### What is needed
Line by line, repeat all the material exactly as it appears.

### Data
● ● ●

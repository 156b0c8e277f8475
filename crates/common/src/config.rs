//! Application configuration.

use serde::{Deserialize, Serialize};
use std::path::PathBuf;

/// Global application configuration.
#[derive(Debug, Clone, Serialize, Deserialize)]
#[serde(default)]
pub struct AppConfig {
    /// Smooth-scroll driver settings.
    pub smooth_scroll: SmoothScrollConfig,

    /// Headless playback defaults.
    pub playback: PlaybackConfig,

    /// Logging configuration.
    pub logging: LoggingConfig,
}

/// Damped scrolling parameters.
#[derive(Debug, Clone, Serialize, Deserialize)]
#[serde(default)]
pub struct SmoothScrollConfig {
    /// Time for the smoothed offset to reach a new target (seconds).
    pub duration_secs: f64,

    /// Easing curve name (e.g. "expo.out", "power2.out", "none").
    pub easing: String,

    /// Scale applied to wheel deltas.
    pub wheel_multiplier: f64,

    /// Scale applied to touch deltas.
    pub touch_multiplier: f64,

    /// When false, wheel input jumps straight to the target.
    pub smooth_wheel: bool,
}

/// Defaults for headless playback and simulation.
#[derive(Debug, Clone, Serialize, Deserialize)]
#[serde(default)]
pub struct PlaybackConfig {
    /// Target frame rate.
    pub fps: u32,

    /// Viewport height in CSS pixels.
    pub viewport_height: f64,

    /// Document height expressed in viewport heights.
    pub pages: f64,
}

/// Logging configuration.
#[derive(Debug, Clone, Serialize, Deserialize)]
pub struct LoggingConfig {
    /// Log level filter (e.g., "info", "debug", "cinescroll=debug,warn").
    pub level: String,

    /// Whether to output structured JSON logs.
    pub json: bool,

    /// Optional log file path.
    pub file: Option<PathBuf>,
}

impl Default for AppConfig {
    fn default() -> Self {
        Self {
            smooth_scroll: SmoothScrollConfig::default(),
            playback: PlaybackConfig::default(),
            logging: LoggingConfig::default(),
        }
    }
}

impl Default for SmoothScrollConfig {
    fn default() -> Self {
        Self {
            duration_secs: 1.2,
            easing: "expo.out".to_string(),
            wheel_multiplier: 1.0,
            touch_multiplier: 2.0,
            smooth_wheel: true,
        }
    }
}

impl Default for PlaybackConfig {
    fn default() -> Self {
        Self {
            fps: 60,
            viewport_height: 900.0,
            pages: 5.0,
        }
    }
}

impl Default for LoggingConfig {
    fn default() -> Self {
        Self {
            level: "info".to_string(),
            json: false,
            file: None,
        }
    }
}

impl PlaybackConfig {
    /// Total document height in pixels.
    pub fn document_height(&self) -> f64 {
        self.viewport_height * self.pages.max(1.0)
    }
}

impl AppConfig {
    /// Load config from the standard location, falling back to defaults.
    pub fn load() -> Self {
        let config_path = config_file_path();
        if config_path.exists() {
            match std::fs::read_to_string(&config_path) {
                Ok(content) => match serde_json::from_str(&content) {
                    Ok(config) => return config,
                    Err(e) => {
                        tracing::warn!("Failed to parse config at {:?}: {}", config_path, e);
                    }
                },
                Err(e) => {
                    tracing::warn!("Failed to read config at {:?}: {}", config_path, e);
                }
            }
        }
        Self::default()
    }

    /// Save config to the standard location.
    pub fn save(&self) -> Result<(), std::io::Error> {
        let config_path = config_file_path();
        if let Some(parent) = config_path.parent() {
            std::fs::create_dir_all(parent)?;
        }
        let json = serde_json::to_string_pretty(self).map_err(std::io::Error::other)?;
        std::fs::write(config_path, json)
    }
}

/// Standard config file location.
fn config_file_path() -> PathBuf {
    let base = std::env::var("XDG_CONFIG_HOME")
        .map(PathBuf::from)
        .unwrap_or_else(|_| {
            let home = std::env::var("HOME").unwrap_or_else(|_| "/tmp".to_string());
            PathBuf::from(home).join(".config")
        });
    base.join("cinescroll").join("config.json")
}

● ● ●

### Output for this task
repository 156b0c8e277f8475
filename crates/common/src/config.rs
//! Application configuration.

use serde::{Deserialize, Serialize};
use std::path::PathBuf;

/// Global application configuration.
#[derive(Debug, Clone, Serialize, Deserialize)]
#[serde(default)]
pub struct AppConfig {
    /// Smooth-scroll driver settings.
    pub smooth_scroll: SmoothScrollConfig,

    /// Headless playback defaults.
    pub playback: PlaybackConfig,

    /// Logging configuration.
    pub logging: LoggingConfig,
}

/// Damped scrolling parameters.
#[derive(Debug, Clone, Serialize, Deserialize)]
#[serde(default)]
pub struct SmoothScrollConfig {
    /// Time for the smoothed offset to reach a new target (seconds).
    pub duration_secs: f64,

    /// Easing curve name (e.g. "expo.out", "power2.out", "none").
    pub easing: String,

    /// Scale applied to wheel deltas.
    pub wheel_multiplier: f64,

    /// Scale applied to touch deltas.
    pub touch_multiplier: f64,

    /// When false, wheel input jumps straight to the target.
    pub smooth_wheel: bool,
}

/// Defaults for headless playback and simulation.
#[derive(Debug, Clone, Serialize, Deserialize)]
#[serde(default)]
pub struct PlaybackConfig {
    /// Target frame rate.
    pub fps: u32,

    /// Viewport height in CSS pixels.
    pub viewport_height: f64,

    /// Document height expressed in viewport heights.
    pub pages: f64,
}

/// Logging configuration.
#[derive(Debug, Clone, Serialize, Deserialize)]
pub struct LoggingConfig {
    /// Log level filter (e.g., "info", "debug", "cinescroll=debug,warn").
    pub level: String,

    /// Whether to output structured JSON logs.
    pub json: bool,

    /// Optional log file path.
    pub file: Option<PathBuf>,
}

impl Default for AppConfig {
    fn default() -> Self {
        Self {
            smooth_scroll: SmoothScrollConfig::default(),
            playback: PlaybackConfig::default(),
            logging: LoggingConfig::default(),
        }
    }
}

impl Default for SmoothScrollConfig {
    fn default() -> Self {
        Self {
            duration_secs: 1.2,
            easing: "expo.out".to_string(),
            wheel_multiplier: 1.0,
            touch_multiplier: 2.0,
            smooth_wheel: true,
        }
    }
}

impl Default for PlaybackConfig {
    fn default() -> Self {
        Self {
            fps: 60,
            viewport_height: 900.0,
            pages: 5.0,
        }
    }
}

impl Default for LoggingConfig {
    fn default() -> Self {
        Self {
            level: "info".to_string(),
            json: false,
            file: None,
        }
    }
}

impl PlaybackConfig {
    /// Total document height in pixels.
    pub fn document_height(&self) -> f64 {
        self.viewport_height * self.pages.max(1.0)
    }
}

impl AppConfig {
    /// Load config from the standard location, falling back to defaults.
    pub fn load() -> Self {
        let config_path = config_file_path();
        if config_path.exists() {
            match std::fs::read_to_string(&config_path) {
                Ok(content) => match serde_json::from_str(&content) {
                    Ok(config) => return config,
                    Err(e) => {
                        tracing::warn!("Failed to parse config at {:?}: {}", config_path, e);
                    }
                },
                Err(e) => {
                    tracing::warn!("Failed to read config at {:?}: {}", config_path, e);
                }
            }
        }
        Self::default()
    }

    /// Save config to the standard location.
    pub fn save(&self) -> Result<(), std::io::Error> {
        let config_path = config_file_path();
        if let Some(parent) = config_path.parent() {
            std::fs::create_dir_all(parent)?;
        }
        let json = serde_json::to_string_pretty(self).map_err(std::io::Error::other)?;
        std::fs::write(config_path, json)
    }
}

/// Standard config file location.
fn config_file_path() -> PathBuf {
    let base = std::env::var("XDG_CONFIG_HOME")
        .map(PathBuf::from)
        .unwrap_or_else(|_| {
            let home = std::env::var("HOME").unwrap_or_else(|_| "/tmp".to_string());
            PathBuf::from(home).join(".config")
        });
    base.join("cinescroll").join("config.json")
}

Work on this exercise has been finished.